JERUSALEM — Israel advanced plans Tuesday to build 1,100 homes in a Jewish neighborhood in East Jerusalem, drawing condemnations from Palestinian officials as both sides consider a proposal by international mediators to resume negotiations.
The Israeli step provoked international criticism, led by Washington, and comes at a sensitive diplomatic moment after the Palestinians' application last week for membership in the United Nations, a move Israel and the United States oppose.
The so-called Quartet of Middle East mediators — the United States, the United Nations, the European Union and Russia — has proposed steps for the resumption of talks within a month to reach an agreement by the end of next year.
The Palestinians have said they will not return to negotiations unless Israel halts construction of settlements on land they seek for a future state.
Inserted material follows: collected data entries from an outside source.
// seqbind-runtime: support library for generated caller stubs and callee
// dispatchers. Generated code only uses the items re-exported here.

pub mod error;
pub mod buffer;
pub mod dispatch;
pub mod ref_table;
pub mod proxy;
pub mod transport;
pub mod ffi_guard;
pub mod ffi;

pub use error::{
    contract_violation, failure_message, BindError, BindResult, CallError, WireError,
};
pub use buffer::Buffer;
pub use dispatch::{dispatch, register, try_register, Handler, HandlerRegistration};
pub use ref_table::{lock, read, refs, share, RefTable, RefTarget, Shared};
pub use proxy::{proxies, proxy_for, Proxy, ProxyRegistry, ProxyWrapper};
pub use transport::{install_transport, release, send, LocalTransport, Transport};
pub use ffi_guard::fatal_boundary;

// Generated dispatchers submit registrations through this re-export, so a
// bound package does not need its own inventory dependency.
pub use inventory;

pub use seqbind_ffi::{RefNum, WireType};
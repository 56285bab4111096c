// Callee-side reference table: RefNum <-> native object handle.
//
// Native objects crossing to the caller are inserted once and keep their
// RefNum for as long as the caller observes them (get-or-insert by object
// identity). Incoming RefNums are resolved back to the handle type the
// dispatcher expects; a miss or a wrong type means the two stub halves
// disagree, which is fatal.
//
// The table stores a clone of each handle and counts crossings. The caller
// side releases crossings when its proxy goes away; when the count drops to
// zero the entry and its clone are removed. The object itself belongs to
// whoever else holds handles to it.

use std::any::{type_name, Any};
use std::collections::HashMap;
use std::sync::{Arc, OnceLock, PoisonError, RwLock, RwLockReadGuard, RwLockWriteGuard};

use seqbind_ffi::RefNum;

use crate::error::{contract_violation, BindError, BindResult};

/// Native handle type of a bound struct.
pub type Shared<T> = Arc<RwLock<T>>;

/// Wrap a native value for binding.
pub fn share<T>(value: T) -> Shared<T> {
    Arc::new(RwLock::new(value))
}

/// Exclusive access to a bound value. Recovers from poisoning: a panicked
/// native call must not wedge every later call on the same object.
pub fn lock<T: ?Sized>(shared: &RwLock<T>) -> RwLockWriteGuard<'_, T> {
    shared.write().unwrap_or_else(PoisonError::into_inner)
}

/// Shared access to a bound value.
pub fn read<T: ?Sized>(shared: &RwLock<T>) -> RwLockReadGuard<'_, T> {
    shared.read().unwrap_or_else(PoisonError::into_inner)
}

/// A native handle that can cross the boundary by reference.
pub trait RefTarget: Clone + Send + Sync + 'static {
    /// Identity of the underlying object. Two handles to the same object
    /// must return the same value.
    fn identity(&self) -> usize;
}

impl<T: ?Sized + Send + Sync + 'static> RefTarget for Arc<T> {
    #[inline]
    fn identity(&self) -> usize {
        Arc::as_ptr(self).cast::<()>() as usize
    }
}

struct Entry {
    handle: Box<dyn Any + Send + Sync>,
    type_name: &'static str,
    identity: usize,
    crossings: u32,
}

struct Inner {
    by_num: HashMap<RefNum, Entry>,
    by_identity: HashMap<usize, RefNum>,
    next: i32,
}

/// Identity-keyed table of native objects visible to the caller side.
pub struct RefTable {
    inner: RwLock<Inner>,
}

impl Default for RefTable {
    fn default() -> Self {
        RefTable::new()
    }
}

impl RefTable {
    pub fn new() -> Self {
        RefTable {
            inner: RwLock::new(Inner {
                by_num: HashMap::new(),
                by_identity: HashMap::new(),
                next: RefNum::FIRST.0,
            }),
        }
    }

    fn read_inner(&self) -> RwLockReadGuard<'_, Inner> {
        self.inner.read().unwrap_or_else(PoisonError::into_inner)
    }

    fn write_inner(&self) -> RwLockWriteGuard<'_, Inner> {
        self.inner.write().unwrap_or_else(PoisonError::into_inner)
    }

    /// Record one crossing of `handle` and return its RefNum. The same object
    /// always maps to the same RefNum while it is in the table.
    pub fn insert<H: RefTarget>(&self, handle: H) -> RefNum {
        let identity = handle.identity();
        let mut inner = self.write_inner();
        if let Some(&num) = inner.by_identity.get(&identity) {
            let entry = inner
                .by_num
                .get_mut(&num)
                .unwrap_or_else(|| contract_violation(BindError::UnknownRef(num)));
            if !entry.handle.is::<H>() {
                contract_violation(BindError::RefTypeMismatch {
                    num,
                    expected: type_name::<H>(),
                    actual: entry.type_name,
                });
            }
            entry.crossings = entry.crossings.saturating_add(1);
            return num;
        }

        let num = RefNum(inner.next);
        inner.next = inner
            .next
            .checked_add(1)
            .unwrap_or_else(|| panic!("seqbind: object reference numbers exhausted"));
        inner.by_num.insert(
            num,
            Entry {
                handle: Box::new(handle),
                type_name: type_name::<H>(),
                identity,
                crossings: 1,
            },
        );
        inner.by_identity.insert(identity, num);
        tracing::trace!(%num, ty = type_name::<H>(), "object reference created");
        num
    }

    /// Resolve a RefNum to the handle type `H`.
    pub fn try_get<H: RefTarget>(&self, num: RefNum) -> BindResult<H> {
        if num.is_null() {
            return Err(BindError::NullRef);
        }
        let inner = self.read_inner();
        let entry = inner.by_num.get(&num).ok_or(BindError::UnknownRef(num))?;
        entry
            .handle
            .downcast_ref::<H>()
            .cloned()
            .ok_or(BindError::RefTypeMismatch {
                num,
                expected: type_name::<H>(),
                actual: entry.type_name,
            })
    }

    /// Resolve a RefNum for a dispatcher. Misses and type mismatches are fatal.
    #[track_caller]
    pub fn get<H: RefTarget>(&self, num: RefNum) -> H {
        self.try_get(num).unwrap_or_else(|err| contract_violation(err))
    }

    /// Drop `crossings` observations of `num`. The entry is removed once no
    /// observation remains. Returns whether the entry was removed.
    pub fn release(&self, num: RefNum, crossings: u32) -> bool {
        let removed = {
            let mut inner = self.write_inner();
            let Some(entry) = inner.by_num.get_mut(&num) else {
                return false;
            };
            entry.crossings = entry.crossings.saturating_sub(crossings);
            if entry.crossings > 0 {
                return false;
            }
            let entry = inner.by_num.remove(&num);
            if let Some(entry) = &entry {
                inner.by_identity.remove(&entry.identity);
            }
            entry
        };
        // The handle clone is dropped here, outside the lock, in case the
        // object's destructor re-enters the table.
        drop(removed);
        tracing::trace!(%num, "object reference released");
        true
    }

    pub fn contains(&self, num: RefNum) -> bool {
        self.read_inner().by_num.contains_key(&num)
    }

    /// Outstanding crossings of `num`, zero if unknown.
    pub fn crossings(&self, num: RefNum) -> u32 {
        self.read_inner().by_num.get(&num).map_or(0, |e| e.crossings)
    }

    pub fn len(&self) -> usize {
        self.read_inner().by_num.len()
    }

    pub fn is_empty(&self) -> bool {
        self.len() == 0
    }
}

static REFS: OnceLock<RefTable> = OnceLock::new();

/// The process-wide callee reference table used by generated dispatchers.
pub fn refs() -> &'static RefTable {
    REFS.get_or_init(RefTable::new)
}
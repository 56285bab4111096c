// Rust code generation: shared pieces of the caller and callee halves.

pub mod caller;
pub mod callee;

use crate::bind::{Binding, Target};
use crate::call_table::{CallEntry, CallTable};
use crate::naming::{rust_ident, to_screaming_snake_case, to_snake_case};
use crate::schema::Package;

/// Module holding the call site constants in both generated files.
pub const CODES_MODULE: &str = "seq_codes";

/// Standard file header.
pub fn emit_header(out: &mut String, package: &Package, half: &str) {
    out.push_str("// Code generated by seqbind. DO NOT EDIT.\n");
    if package.path.is_empty() {
        out.push_str(&format!("// Package {}: {half}.\n\n", package.name));
    } else {
        out.push_str(&format!("// Package {} ({}): {half}.\n\n", package.name, package.path));
    }
}

/// Constant naming the descriptor of `entry`.
pub fn descriptor_const(entry: &CallEntry) -> String {
    match &entry.owner {
        Some(owner) => format!("TYPE_{}", to_screaming_snake_case(owner)),
        None => "PACKAGE".to_string(),
    }
}

/// The `seq_codes` module. Emitted byte-identically into both halves, so the
/// two files can be diffed for agreement.
pub fn emit_codes_module(out: &mut String, table: &CallTable) {
    out.push_str(&format!("pub mod {CODES_MODULE} {{\n"));
    out.push_str(&format!("    pub const PACKAGE: &str = \"{}\";\n", table.package));

    let mut descriptors: Vec<(String, &str)> = Vec::new();
    for e in &table.entries {
        let name = descriptor_const(e);
        if e.owner.is_some() && !descriptors.iter().any(|(n, _)| *n == name) {
            descriptors.push((name, &e.descriptor));
        }
    }
    for (name, descriptor) in &descriptors {
        out.push_str(&format!("    pub const {name}: &str = \"{descriptor}\";\n"));
    }

    out.push('\n');
    for e in &table.entries {
        out.push_str(&format!("    pub const {}: i32 = {:#05x};\n", e.const_name(), e.code));
    }
    out.push_str("}\n");
}

/// `seq_codes::X` path of a binding's descriptor and code.
pub fn call_site_args(binding: &Binding) -> (String, String) {
    (
        format!("{CODES_MODULE}::{}", descriptor_const(&binding.entry)),
        format!("{CODES_MODULE}::{}", binding.const_name()),
    )
}

/// Rust name of the caller-side function or wrapper method.
pub fn caller_fn_name(binding: &Binding) -> String {
    match binding.target {
        Target::FieldSet => format!("set_{}", to_snake_case(&binding.entry.member)),
        _ => rust_ident(&binding.entry.member),
    }
}

/// Rust name of the native function, method or field.
pub fn native_member_name(binding: &Binding) -> String {
    rust_ident(&binding.entry.member)
}

/// Callee-side local holding a decoded parameter.
pub fn param_local(name: &str) -> String {
    format!("param_{}", name.trim_start_matches("r#"))
}

#[cfg(test)]
mod tests {
    use super::*;
    use crate::call_table::build_call_table;

    #[test]
    fn codes_module_lists_descriptors_and_codes() {
        let pkg: Package = serde_json::from_str(
            r#"{"name": "testpkg", "declarations": [
                {"kind": "function", "name": "Sum"},
                {"kind": "struct", "name": "S", "fields": [{"name": "X", "type": "float64"}]}
            ]}"#,
        )
        .unwrap();
        let mut out = String::new();
        emit_codes_module(&mut out, &build_call_table(&pkg).unwrap());
        assert!(out.contains("pub const PACKAGE: &str = \"testpkg\";"));
        assert!(out.contains("pub const TYPE_S: &str = \"testpkg.S\";"));
        assert!(out.contains("pub const FUNC_SUM: i32 = 0x001;"));
        assert!(out.contains("pub const S_FIELD_X_GET: i32 = 0x00f;"));
        assert!(out.contains("pub const S_FIELD_X_SET: i32 = 0x01f;"));
    }

    #[test]
    fn param_locals_drop_raw_prefix() {
        assert_eq!(param_local("r#type"), "param_type");
        assert_eq!(param_local("x"), "param_x");
    }
}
They claim East Jerusalem as the capital of a Palestinian state in the West Bank and Gaza Strip.
A spokeswoman for the Israeli Interior Ministry said the Jerusalem District Planning Committee had advanced the housing plan in the neighborhood of Gilo, which is built on West Bank land annexed to Jerusalem, making the project available for public objections for a mandatory 60-day period before a decision on final approval.
Saeb Erekat, the chief Palestinian negotiator, said the Israeli decision amounted to "1,100 nos to the resumption of peace talks."
In Washington, Secretary of State Hillary Rodham Clinton called the Israeli move "counterproductive to our efforts to resume direct negotiations between the parties."
White House press secretary Jay Carney said the administration was "deeply disappointed" by Israel's announcement.
In an interview with the Jerusalem Post, Israeli Prime Minister Benjamin Netanyahu said the Gilo building plan was nothing new. "We plan in Jerusalem. We build in Jerusalem, period," Netanyahu said. "The same way Israeli governments have been doing for years."